Below are some records. Return exactly the lines from the one with "const JOB_NAME: &str" to the one with "PartialEq, Eq, Deserialize)]", and nothing else.

########################################

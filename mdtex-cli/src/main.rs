// Command-line interface for mdtex
//
// This binary converts markdown (or a pre-tokenized JSON token tree) into LaTeX, and
// optionally compiles the result to PDF. All the work happens in mdtex-render; this
// crate parses arguments, loads settings through mdtex-config and reports errors.
//
// Usage:
//  mdtex <input> [-o <file.tex>] [--pdf <file.pdf>]      - Convert one file (default)
//  mdtex convert <input> ...                             - Same as above (explicit)
//  mdtex batch <inputs>... [--output-dir <dir>] [--jobs N] - Convert many files in parallel
//  mdtex images <paths>... [--output-dir <dir>]          - Convert BMP/TIFF/GIF/WebP/SVG images to PNG
//  mdtex list                                            - List built-in configs and templates
//
// Construct overrides:
//
// The template of any construct can be replaced for one run with --extra-<construct> <template>.
// The CLI layer strips the "extra-" prefix; the rest must be a construct key. The template is
// always the next argument, even when it starts with '-' (e.g. --extra-thematic-break ---).
// Example:
//  mdtex notes.md --extra-strong '\textsf{\bfseries <text>}' --extra-heading '\<heading_type>*{<text>}'

use clap::{Arg, ArgAction, ArgMatches, Command, ValueHint};
use mdtex_config::{Loader, MdtexConfig, LOCAL_CONFIG_FILE};
use mdtex_render::{
    builtin_configs, builtin_templates, convert_batch, convert_file, ConfigMap, Construct,
    ConvertError, ConvertOptions, TokenizerRegistry,
};
use std::collections::HashMap;
use std::fs;
use std::path::{Path, PathBuf};
use tracing_subscriber::EnvFilter;

const SUBCOMMANDS: &[&str] = &["convert", "batch", "images", "list", "help"];

/// Parse extra-* arguments from command line args
/// Returns (cleaned_args_without_extras, extra_params_map)
///
/// Supports:
/// - `--extra-<key> <template>` (the next argument, whatever it starts with)
/// - `--extras-<key> <template>` (alias for `--extra-<key>`)
///
/// A trailing `--extra-<key>` without a template is an error.
fn parse_extra_args(args: &[String]) -> Result<(Vec<String>, HashMap<String, String>), String> {
    let mut cleaned_args = Vec::new();
    let mut extra_params = HashMap::new();
    let mut i = 0;

    while i < args.len() {
        let arg = &args[i];

        let key_opt = if let Some(key) = arg.strip_prefix("--extra-") {
            Some(key)
        } else {
            arg.strip_prefix("--extras-")
        };

        if let Some(key) = key_opt {
            let template = args
                .get(i + 1)
                .ok_or_else(|| format!("{arg} needs a template value"))?;
            extra_params.insert(key.to_string(), template.clone());
            i += 2;
            continue;
        }

        cleaned_args.push(arg.clone());
        i += 1;
    }

    Ok((cleaned_args, extra_params))
}

/// Turn `--extra-*` parameters into construct overrides.
///
/// Keys may use `-` or `_` (`--extra-block-quote` and `--extra-block_quote`
/// both name `block_quote`). Unknown constructs are an error.
fn construct_overrides(extra_params: &HashMap<String, String>) -> Result<ConfigMap, String> {
    let mut overrides = ConfigMap::new();
    for (key, template) in extra_params {
        let normalized = key.replace('-', "_");
        let construct = Construct::from_key(&normalized).ok_or_else(|| {
            format!("Unknown construct '{key}' in --extra-{key} (see `mdtex list`)")
        })?;
        overrides.insert(construct.key().to_string(), template.clone());
    }
    Ok(overrides)
}

/// Put `convert` in front of a bare input path so `mdtex doc.md` works.
fn with_default_subcommand(args: Vec<String>) -> Vec<String> {
    match args.get(1) {
        Some(first) if !first.starts_with('-') && !SUBCOMMANDS.contains(&first.as_str()) => {
            let mut injected = vec![args[0].clone(), "convert".to_string()];
            injected.extend_from_slice(&args[1..]);
            injected
        }
        _ => args,
    }
}

/// Flags shared by `convert` and `batch`.
fn render_args() -> [Arg; 4] {
    [
        Arg::new("from")
            .long("from")
            .help("Input tokenizer: markdown or tokens (detected from the extension)")
            .value_hint(ValueHint::Other),
        Arg::new("config-name")
            .long("config-name")
            .value_name("NAME")
            .help("Construct config: default, chinese, academic, or a file path")
            .value_hint(ValueHint::Other),
        Arg::new("template")
            .long("template")
            .value_name("NAME")
            .help("Document template: basic, academic, chinese_book, or a file path")
            .value_hint(ValueHint::Other),
        Arg::new("no-escape")
            .long("no-escape")
            .help("Do not escape LaTeX metacharacters in text")
            .action(ArgAction::SetTrue),
    ]
}

fn build_cli() -> Command {
    Command::new("mdtex")
        .version(env!("CARGO_PKG_VERSION"))
        .about("Template-driven Markdown to LaTeX converter")
        .long_about(
            "mdtex converts markdown documents to LaTeX. Every construct renders through a\n\
            template taken from a construct config (default, chinese, academic, or a file),\n\
            and the result is wrapped in a document template (basic, academic, chinese_book,\n\
            or a file containing <!-- INSERT_CONTENT -->).\n\n\
            Construct Overrides:\n  \
            Use --extra-<construct> <template> to replace one construct's template.\n\n\
            Examples:\n  \
            mdtex notes.md                               # Write notes.tex\n  \
            mdtex notes.md --config-name academic --pdf notes.pdf\n  \
            mdtex batch docs/*.md --output-dir build     # Convert many files\n  \
            mdtex notes.md --extra-strong '\\textsf{<text>}'",
        )
        .arg_required_else_help(true)
        .subcommand_required(false)
        .arg(
            Arg::new("config")
                .long("config")
                .value_name("PATH")
                .help("Path to an mdtex.toml settings file")
                .value_hint(ValueHint::FilePath)
                .global(true),
        )
        .subcommand(
            Command::new("convert")
                .about("Convert one file to LaTeX (default command)")
                .arg(
                    Arg::new("input")
                        .help("Input file path (.md, .markdown, or a .json token tree)")
                        .required(true)
                        .index(1)
                        .value_hint(ValueHint::FilePath),
                )
                .arg(
                    Arg::new("output")
                        .long("output")
                        .short('o')
                        .help("Output .tex path (defaults to the input with a .tex extension)")
                        .value_hint(ValueHint::FilePath),
                )
                .args(render_args())
                .arg(
                    Arg::new("pdf")
                        .long("pdf")
                        .value_name("PATH")
                        .help("Also compile the LaTeX to this PDF path")
                        .value_hint(ValueHint::FilePath),
                ),
        )
        .subcommand(
            Command::new("batch")
                .about("Convert many files in parallel")
                .arg(
                    Arg::new("inputs")
                        .help("Input file paths")
                        .required(true)
                        .num_args(1..)
                        .index(1)
                        .value_hint(ValueHint::FilePath),
                )
                .arg(
                    Arg::new("output-dir")
                        .long("output-dir")
                        .value_name("DIR")
                        .help("Write every output here as <stem>.tex (defaults to next to each input)")
                        .value_hint(ValueHint::DirPath),
                )
                .arg(
                    Arg::new("jobs")
                        .long("jobs")
                        .short('j')
                        .help("Worker threads (defaults to batch.jobs from the settings)")
                        .value_parser(clap::value_parser!(usize)),
                )
                .args(render_args()),
        )
        .subcommand(
            Command::new("images")
                .about("Convert images LaTeX cannot include (BMP, TIFF, GIF, WebP, SVG) to PNG")
                .arg(
                    Arg::new("paths")
                        .help("Image files, or directories whose images are converted")
                        .required(true)
                        .num_args(1..)
                        .index(1)
                        .value_hint(ValueHint::AnyPath),
                )
                .arg(
                    Arg::new("output-dir")
                        .long("output-dir")
                        .value_name("DIR")
                        .help("Write every PNG here (defaults to next to each image)")
                        .value_hint(ValueHint::DirPath),
                ),
        )
        .subcommand(Command::new("list").about("List built-in construct configs and document templates"))
}
//! PDF compilation through a LaTeX engine.
//!
//! The generated source is written to a temporary directory and compiled by
//! an external `xelatex`/`pdflatex`/`lualatex` process. Each run is bounded
//! by a timeout; an engine that overruns it is killed. Runs repeat (up to
//! the configured count) while the log asks for another pass to settle
//! cross-references.
//!
//! Sources that call `\bibliography{...}` get a `bibtex` pass after the
//! first engine run and at least two more engine runs. A failing or missing
//! `bibtex` is reported as a warning, not an error.

use crate::error::ConvertError;
use crate::process::{find_on_path, run_with_timeout};
use serde::Deserialize;
use std::env;
use std::fmt;
use std::fs;
use std::path::{Path, PathBuf};
use std::process::Command;
use std::str::FromStr;
use std::time::Duration;
use tempfile::tempdir;
use tracing::{debug, info, warn};

/// Overrides engine lookup on `PATH`.
pub const LATEX_BIN_ENV: &str = "MDTEX_LATEX_BIN";

/// Overrides `bibtex` lookup on `PATH`.
pub const BIBTEX_BIN_ENV: &str = "MDTEX_BIBTEX_BIN";

const JOB_NAME: &str = "document";
const MAX_ERROR_LINES: usize = 10;
/// Engine passes when a bibliography is present: before and after bibtex,
/// then one more for cross-references.
const BIBLIOGRAPHY_RUNS: usize = 3;

const RERUN_MARKERS: [&str; 4] = [
    "Rerun to get cross-references right",
    "There were undefined references",
    "Label(s) may have changed",
    "Rerun LaTeX",
];

#[derive(Debug, Clone, Copy, Default, PartialEq, Eq, Deserialize)]
#[serde(rename_all = "lowercase")]
pub enum LatexEngine {
    /// Best choice for CJK documents (`ctex` classes)
    #[default]
    Xelatex,
    Pdflatex,
    Lualatex,
}

impl LatexEngine {
    pub fn name(self) -> &'static str {
        match self {
            LatexEngine::Xelatex => "xelatex",
            LatexEngine::Pdflatex => "pdflatex",
            LatexEngine::Lualatex => "lualatex",
        }
    }
}

impl fmt::Display for LatexEngine {
    fn fmt(&self, f: &mut fmt::Formatter<'_>) -> fmt::Result {
        f.write_str(self.name())
    }
}

impl FromStr for LatexEngine {
    type Err = ConvertError;

    fn from_str(s: &str) -> Result<Self, Self::Err> {
        match s.trim().to_ascii_lowercase().as_str() {
            "xelatex" => Ok(LatexEngine::Xelatex),
            "pdflatex" => Ok(LatexEngine::Pdflatex),
            "lualatex" => Ok(LatexEngine::Lualatex),
            other => Err(ConvertError::Compile(format!(
                "unsupported LaTeX engine '{other}' (expected xelatex, pdflatex or lualatex)"
            ))),
        }
    }
}

/// What a successful compilation produced.
#[derive(Debug, Clone, PartialEq, Eq)]
pub struct CompileReport {
    pub pdf: Vec<u8>,
    /// Engine passes made
    pub runs: usize,
    /// `Warning:` lines of the final log, plus a failed bibtex pass
    pub warnings: Vec<String>,
}

#[derive(Debug, Clone, PartialEq, Eq)]
pub struct LatexCompiler {
    engine: LatexEngine,
    runs: usize,
    timeout: Duration,
    binary: Option<PathBuf>,
    bibtex: Option<PathBuf>,
    working_dir: Option<PathBuf>,
}

impl Default for LatexCompiler {
    fn default() -> Self {
        Self {
            engine: LatexEngine::default(),
            runs: 2,
            timeout: Duration::from_secs(120),
            binary: None,
            bibtex: None,
            working_dir: None,
        }
    }
}

impl LatexCompiler {
    pub fn new(engine: LatexEngine) -> Self {
        Self {
            engine,
            ..Self::default()
        }
    }

    /// Upper bound on engine passes, at least one.
    pub fn with_runs(mut self, runs: usize) -> Self {
        self.runs = runs.max(1);
        self
    }

    /// Time allowed for each pass.
    pub fn with_timeout(mut self, timeout: Duration) -> Self {
        self.timeout = timeout;
        self
    }

    /// Use this executable instead of looking the engine up.
    pub fn with_binary(mut self, binary: impl Into<PathBuf>) -> Self {
        self.binary = Some(binary.into());
        self
    }

    /// Use this executable for the bibliography pass.
    pub fn with_bibtex(mut self, binary: impl Into<PathBuf>) -> Self {
        self.bibtex = Some(binary.into());
        self
    }

    /// Directory the engine runs in, so relative image paths resolve from
    /// there. `bibtex` also searches it for `.bib` files. Defaults to the
    /// current directory.
    pub fn with_working_dir(mut self, dir: impl Into<PathBuf>) -> Self {
        self.working_dir = Some(dir.into());
        self
    }

    pub fn engine(&self) -> LatexEngine {
        self.engine
    }

    pub fn runs(&self) -> usize {
        self.runs
    }

    pub fn timeout(&self) -> Duration {
        self.timeout
    }

    /// Compile LaTeX source and return the PDF bytes.
    pub fn compile(&self, tex: &str) -> Result<Vec<u8>, ConvertError> {
        Ok(self.compile_report(tex)?.pdf)
    }

    /// Compile LaTeX source, keeping the pass count and log warnings.
    pub fn compile_report(&self, tex: &str) -> Result<CompileReport, ConvertError> {
        let binary = self.resolve_binary()?;
        let temp_dir = tempdir().map_err(|e| ConvertError::Compile(format!("Temp dir error: {e}")))?;
        let tex_path = temp_dir.path().join(format!("{JOB_NAME}.tex"));
        fs::write(&tex_path, tex).map_err(|e| ConvertError::io(&tex_path, e))?;

        let bibliography = uses_bibliography(tex);
        let min_runs = if bibliography { BIBLIOGRAPHY_RUNS } else { 1 };
        let max_runs = self.runs.max(min_runs);
        let log_path = temp_dir.path().join(format!("{JOB_NAME}.log"));
        let mut warnings = Vec::new();
        let mut log = String::new();
        let mut runs = 0;

        for run in 1..=max_runs {
            runs = run;
            debug!(engine = %self.engine, run, "running LaTeX engine");
            let succeeded = self.run_engine(&binary, temp_dir.path(), &tex_path)?;
            log = read_log(&log_path);
            if !succeeded {
                return Err(ConvertError::Compile(failure_summary(self.engine, &log)));
            }
            if run == 1 && bibliography {
                if let Err(err) = self.run_bibtex(temp_dir.path()) {
                    warn!("bibliography pass failed: {err}");
                    warnings.push(format!("bibtex: {err}"));
                }
            }
            if run >= min_runs && !needs_rerun(&log) {
                break;
            }
        }
        warnings.extend(log_warnings(&log));

        let pdf_path = temp_dir.path().join(format!("{JOB_NAME}.pdf"));
        let pdf = fs::read(&pdf_path).map_err(|_| {
            ConvertError::Compile(format!("{} finished without producing a PDF", self.engine))
        })?;
        info!(
            engine = %self.engine,
            runs,
            warnings = warnings.len(),
            bytes = pdf.len(),
            "compiled PDF"
        );
        Ok(CompileReport {
            pdf,
            runs,
            warnings,
        })
    }

    /// Compile and write the PDF to `path`, creating parent directories.
    pub fn compile_to_path(&self, tex: &str, path: &Path) -> Result<CompileReport, ConvertError> {
        let report = self.compile_report(tex)?;
        if let Some(parent) = path.parent().filter(|p| !p.as_os_str().is_empty()) {
            fs::create_dir_all(parent).map_err(|e| ConvertError::io(parent, e))?;
        }
        fs::write(path, &report.pdf).map_err(|e| ConvertError::io(path, e))?;
        Ok(report)
    }

    fn run_engine(&self, binary: &Path, out_dir: &Path, tex_path: &Path) -> Result<bool, ConvertError> {
        let mut command = Command::new(binary);
        command
            .arg("-interaction=nonstopmode")
            .arg("-halt-on-error")
            .arg(format!("-output-directory={}", out_dir.display()))
            .arg(tex_path);
        if let Some(dir) = &self.working_dir {
            command.current_dir(dir);
        }
        let status = run_with_timeout(&mut command, self.engine.name(), self.timeout)?;
        Ok(status.success())
    }

    /// `bibtex document` inside the output directory, where the `.aux` is.
    fn run_bibtex(&self, out_dir: &Path) -> Result<(), ConvertError> {
        let binary = self.resolve_bibtex()?;
        let mut command = Command::new(binary);
        command.arg(JOB_NAME).current_dir(out_dir);

        // bibtex runs elsewhere, so the source directory must be absolute.
        let source_dir = env::current_dir().ok().map(|cwd| match &self.working_dir {
            Some(dir) => cwd.join(dir),
            None => cwd,
        });
        // The trailing empty entry keeps bibtex's default search path.
        if let Some(search) =
            source_dir.and_then(|dir| env::join_paths([dir, PathBuf::new()]).ok())
        {
            command.env("BIBINPUTS", search);
        }

        debug!("running bibtex");
        let status = run_with_timeout(&mut command, "bibtex", self.timeout)?;
        if status.success() {
            Ok(())
        } else {
            Err(ConvertError::Compile(format!("bibtex failed ({status})")))
        }
    }

    fn resolve_binary(&self) -> Result<PathBuf, ConvertError> {
        if let Some(binary) = &self.binary {
            return Ok(binary.clone());
        }
        if let Some(path) = env_path(LATEX_BIN_ENV) {
            return Ok(path);
        }
        find_on_path(&[self.engine.name()]).ok_or_else(|| {
            ConvertError::Compile(format!(
                "{} not found on PATH; install a TeX distribution or set {LATEX_BIN_ENV}",
                self.engine
            ))
        })
    }

    fn resolve_bibtex(&self) -> Result<PathBuf, ConvertError> {
        if let Some(binary) = &self.bibtex {
            return Ok(binary.clone());
        }
        if let Some(path) = env_path(BIBTEX_BIN_ENV) {
            return Ok(path);
        }
        find_on_path(&["bibtex"]).ok_or_else(|| {
            ConvertError::Compile(format!("bibtex not found on PATH; set {BIBTEX_BIN_ENV}"))
        })
    }
}

fn env_path(key: &str) -> Option<PathBuf> {
    env::var_os(key)
        .filter(|path| !path.is_empty())
        .map(PathBuf::from)
}

/// Log text with invalid UTF-8 replaced. Engines wrap lines at a byte
/// width and may split multi-byte characters.
fn read_log(path: &Path) -> String {
    fs::read(path)
        .map(|bytes| String::from_utf8_lossy(&bytes).into_owned())
        .unwrap_or_default()
}

fn uses_bibliography(tex: &str) -> bool {
    tex.contains("\\bibliography{")
}

/// Trimmed `Warning:` lines of a log, first occurrence of each.
fn log_warnings(log: &str) -> Vec<String> {
    let mut warnings: Vec<String> = Vec::new();
    for line in log.lines() {
        if !(line.contains("Warning:") || line.contains("warning:")) {
            continue;
        }
        let line = line.trim();
        if !warnings.iter().any(|seen| seen == line) {
            warnings.push(line.to_string());
        }
    }
    warnings
}

fn needs_rerun(log: &str) -> bool {
    RERUN_MARKERS.iter().any(|marker| log.contains(marker))
}

/// Error lines (`! ...`) of a LaTeX log, each with its following context line.
fn failure_summary(engine: LatexEngine, log: &str) -> String {
    let lines: Vec<&str> = log.lines().collect();
    let mut picked = Vec::new();
    for (i, line) in lines.iter().enumerate() {
        if line.starts_with('!') {
            picked.push(*line);
            if let Some(next) = lines.get(i + 1) {
                picked.push(*next);
            }
        }
    }
    picked.truncate(MAX_ERROR_LINES);

    if picked.is_empty() {
        format!("{engine} failed without reporting an error")
    } else {
        format!("{engine} failed:\n{}", picked.join("\n"))
    }
}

########################################

» **Exercise answer**:
const JOB_NAME: &str = "document";
const MAX_ERROR_LINES: usize = 10;
/// Engine passes when a bibliography is present: before and after bibtex,
/// then one more for cross-references.
const BIBLIOGRAPHY_RUNS: usize = 3;

const RERUN_MARKERS: [&str; 4] = [
    "Rerun to get cross-references right",
    "There were undefined references",
    "Label(s) may have changed",
    "Rerun LaTeX",
];

#[derive(Debug, Clone, Copy, Default, PartialEq, Eq, Deserialize)]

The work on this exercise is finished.